Part of the dataset uses the kaggle API to download the data. Hence you need to include your API key in ~/.kaggle/kaggle.json.

aia_fairness provides automatic download, formatic and saving of the dataset used in the article. To use this feature and thus saving data in the data_format directory simply run once

python -m aia_fairness.dataset_processing.fetch

Then you can load any dataset easily form anywhere in your code with

import aia_fairness.dataset_processing as dp
data = dp.load_format(dset, attrib)

Dataset evaluation

Each dataset can be evaluated along different axes:

  • Sizes
    from aia_fairness.dataset_processing import metric
    metric.counting(<dataset>)
    
  • Fairness
    from aia_fairness.dataset_processing import metric
    metric.dp_lvl(<dataset>, <attribute>)
    

To run all the evalution simply execute

python -m aia_fairness.dataset_processing.evaluation

You can refer to the full implementation in test/target_training.py.

Running all the expriments form the paper

** Heavy computing power required **

One you have downloaded all the data you can run all the expirement of the article by running

python -m aia_fairness.experimental_stack

or import aia_fairness.experimental_stack in the python interpreter.

Plotting all the experiments of the paper

Run the same shell command as for running the experiment adding the plot argument:

python -m aia_fairness.experimental_stack plot

Training a target model

aia_fairness.models.target contains various target model type. The target models available are :

  • RandomForest
  • RandomForest_EGD fairlearn is used to impose EGD
  • NeuralNetwork
  • NeuralNetwork_EGD
  • NeuralNetwork_Fairgrad Original implementation of the fairgrad paper
  • NeuralNetwork_AdversarialDebiasing Uses the fairlearn implementation of Adversarial Debisaing

For instance to train a random forest (based on sklearn) you can

import aia_fairness.models.target as targets
T = dp.split(data,0)
target.fit(T["train"]["x"], T["train"]["y"])
yhat = target.predict(T["test"]["x"])

Evaluation of a target model

aia_fairness.evaluation provides the metrics used in the article.

import aia_fairness.evaluation as evaluations
utility = evaluations.utility()
fairness = evaluations.fairness()
utility.add_result(T["test"]["y"], yhat, T["test"]["z"])
fairness.add_result(T["test"]["y"], yhat, T["test"]["z"])
utility.save(type(target).__name__,dset,attrib)
fairness.save(type(target).__name__,dset,attrib)
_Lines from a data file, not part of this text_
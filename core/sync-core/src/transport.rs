//! The persistent connection, as seen by the subscription controller.
//!
//! Socket implementations own reconnect/backoff. They report what happened by
//! sending [`TransportEvent`]s into the controller's channel.

use std::sync::atomic::{AtomicUsize, Ordering};
use std::time::Duration;

use parking_lot::Mutex;

#[derive(Debug, Clone, PartialEq, Eq)]
pub enum TransportEvent {
    /// `attempts` is how many tries it took; `elapsed` how long they took.
    Connected { attempts: u32, elapsed: Duration },
    Disconnected,
    Message(String),
}

pub trait Transport: Send + Sync {
    /// Opens (or reopens) the connection. Calling it while a connect is
    /// already in progress must be harmless.
    fn connect(&self, url: &str);

    fn disconnect(&self);
}

/// Transport whose events are pushed by hand. It only records the calls it
/// receives, which is all replays and tests need.
#[derive(Debug, Default)]
pub struct ManualTransport {
    urls: Mutex<Vec<String>>,
    disconnects: AtomicUsize,
}

impl ManualTransport {
    pub fn new() -> Self {
        Self::default()
    }

    pub fn connect_count(&self) -> usize {
        self.urls.lock().len()
    }

    pub fn last_url(&self) -> Option<String> {
        self.urls.lock().last().cloned()
    }

    pub fn disconnect_count(&self) -> usize {
        self.disconnects.load(Ordering::SeqCst)
    }
}

impl Transport for ManualTransport {
    fn connect(&self, url: &str) {
        self.urls.lock().push(url.to_string());
    }

    fn disconnect(&self) {
        self.disconnects.fetch_add(1, Ordering::SeqCst);
    }
}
The save method, as called in the example, creates a directory structure of the form :

#|result/target/<target type>
#|  |<name of the metric class>
#|  |   |<dset>
#|  |   |   |<attrib>
#|  |   |   |   <Name of metric 1>.pickle
#|  |   |   |   <Name of metric 2>.pickle
#|  |   |   |   <Name of metric ..>.pickle
#|  |<name of another metric class>
#|  |   |<dset>
#|  |   |   |<attrib>
#|  |   |   |   <Name of another metric 1>.pickle
#|  |   |   |   <Name of another metric 2>.pickle
#|  |   |   |   <Name of another metric ..>.pickle

Training an attack

aia_fairness.models provides the two types of AIA attack described in the paper:

  • Classification for hard labels
  • Regression for soft labels
from aia_fairness.models import attack as attacks
aux = {"y":T["test"]["y"],
       "z":T["test"]["z"],
       "yhat":yhat}
aux_split = dp.split(aux,0)
classif = attacks.Classification()
classif.fit(aux_split["train"]["yhat"], aux_split["train"]["z"])

Evaluation of an attack

Similarly with evaluating the target model aia_fairness.evaluation.attack can be used to save the accuracy and the balanced accuracy of the attack.

Plots and graphs

TODO

Tests scripts

Various tests are provided in the test directory.

  • download_data.py Fetches all the data form the diferent sources (don't forget to set your kaggle API key)
  • target_training.py Loads a dataset, split it with 5-folding (cross validation), train a target model on the data, and computes the metrics for this target model

Directories structure

  • data_processing contains code that downloads, preprocess and saves the dataset in a uniformed pickle format exploitable by the rest of the pipeline using load_format(dataset,attribute) function of the utils.py file.